K: Yeah. I got my fingers slammed, and I feel really bad looking back on it but… we were at a… me, my mom, and my step-dad, and… one of my brothers was – we were at a used car lot, and I got my hands slammed in a van door. And the poor salesman.
C: (laughs)
K: He just knew he was not selling us that van after that. And we were really close to buying it, too.
C: Mm.
K: And then that happened. And all the hopes – you could just see all the hope drain out of his face. He felt horrible. It wasn’t his fault. My brother slammed my hand in the door.
C: And it was his fault.
K: Yeah. But… I was always tormenting him, beating the crap out of him, so you know – six of one, half dozen of the other. So, weird segway but completely related – and shameless plug: your book, Not My Ruckus, has racism in it.
C: Yes, it does.
K: That was my whole segway. Now talk about your book. (laughs)
C: Oh, okay.
K: No pressure. Talk about the racism in your book and why did you make the choice to put racism in your book?
C: So, first let me say the racism in my book – there are no slurs in my book. No racial slurs in my book.
K: Yeah.
C: So, I did not make that choice because that seemed like… not a way I wanted to go down.
K: Yeah.
C: Um… but I just felt like writing about Texas in 1980, and I was in Texas in like 1983.
K: Mhm.
C: If there’s no racism, you don’t have a genuine story.
K: Really You feel like it was that bad in the 80s?
C: I feel like it was that bad in the 80s, and so in the book it’s very low-key.
K: Mhm.
C: Like, the family is, like, racist against Mexicans unless they’re rich.
K: Mhm.
C: And racist against Jews, and just like… low-key, you know… the white supremacy that I saw my whole life growing up.
K: Mm.
C: Because growing up Mormon… white supremacy is part of the religion. And now, they have changed some of the words and say, “no no. It was never part of the religion.”

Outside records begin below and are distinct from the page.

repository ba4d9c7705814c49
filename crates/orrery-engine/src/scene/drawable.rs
use super::pose::PoseRule;

/// Position of an object in the composer's draw order.
#[derive(Debug, Copy, Clone, Eq, PartialEq, Hash)]
pub struct ObjectId(pub usize);

/// Handle to uploaded geometry, resolved by the draw sink.
#[derive(Debug, Copy, Clone, Eq, PartialEq, Hash)]
pub struct GeometryId(pub usize);

/// Shader program an object is drawn with.
///
/// The program fixes both the attribute layout and the uniform set.
#[derive(Debug, Copy, Clone, Eq, PartialEq, Hash)]
pub enum ProgramKind {
    /// Position + colour attributes, one `mvp` uniform.
    FlatColor,
    /// Position + uv + normal attributes, textured and lit.
    Lit,
}

#[derive(Debug, Copy, Clone, Eq, PartialEq, Hash)]
pub enum Topology {
    Lines,
    Triangles,
}

/// A named geometry/program pair and the rule that places it each frame.
#[derive(Debug, Clone)]
pub struct DrawableObject {
    pub name: String,
    pub geometry: GeometryId,
    pub program: ProgramKind,
    pub pose: PoseRule,
    pub topology: Topology,
}

impl DrawableObject {
    pub fn new(
        name: impl Into<String>,
        geometry: GeometryId,
        program: ProgramKind,
        topology: Topology,
        pose: PoseRule,
    ) -> Self {
        Self {
            name: name.into(),
            geometry,
            program,
            pose,
            topology,
        }
    }
}
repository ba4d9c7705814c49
//! GPU rendering subsystem.
//!
//! Uploads meshes and textures, owns the shader programs and records the
//! scene pass. The per-frame draw sequence comes from `scene`; this module
//! only turns it into wgpu commands.
//!
//! Convention:
//! - right-handed world space, camera looks down -Z
//! - clip-space depth in [0, 1], cleared to 1.0, `Less` test

mod ctx;
mod mesh;
pub mod programs;
mod scene;
mod texture;

pub use ctx::{RenderCtx, RenderTarget, TargetFormats, Viewport};
pub use mesh::GpuMesh;
pub use programs::{ColorProgram, LitProgram};
pub use scene::{GpuScene, PassSink};
pub use texture::GpuTexture;
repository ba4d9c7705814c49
//! Input subsystem.
//!
//! Public API is platform-agnostic and does not expose winit types.
//! The runtime translates platform events into `InputEvent`s.

mod frame;
mod state;
mod types;

pub use frame::InputFrame;
pub use state::InputState;
pub use types::{InputEvent, Key, KeyState};
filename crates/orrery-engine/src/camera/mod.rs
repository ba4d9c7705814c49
//! First-person camera driven by keyboard and mouse.
//!
//! The camera is the only source of view and projection matrices. It is
//! updated once per frame before the frame context is built.

mod fly;

pub use fly::{CameraConfig, FlyCamera};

K: No, but it was. Because when
C: It was.
K: I was a teenager, and they were trying to recruit me, it was completely part of the religion.
C: Yeah.
K: I didn’t get most of it because I didn’t have the cultural context to understand it.
C: Right.
K: And… so, I wonder if it’s better to not have the cultural context to understand it.
C: I think that’s sometimes the case for me in my own personal feelings. Sometimes, I feel like… maybe this person’s being racist against me here in Japan.
K: Mhm.
C: But I just don’t have the nuance in Japanese to understand that they are.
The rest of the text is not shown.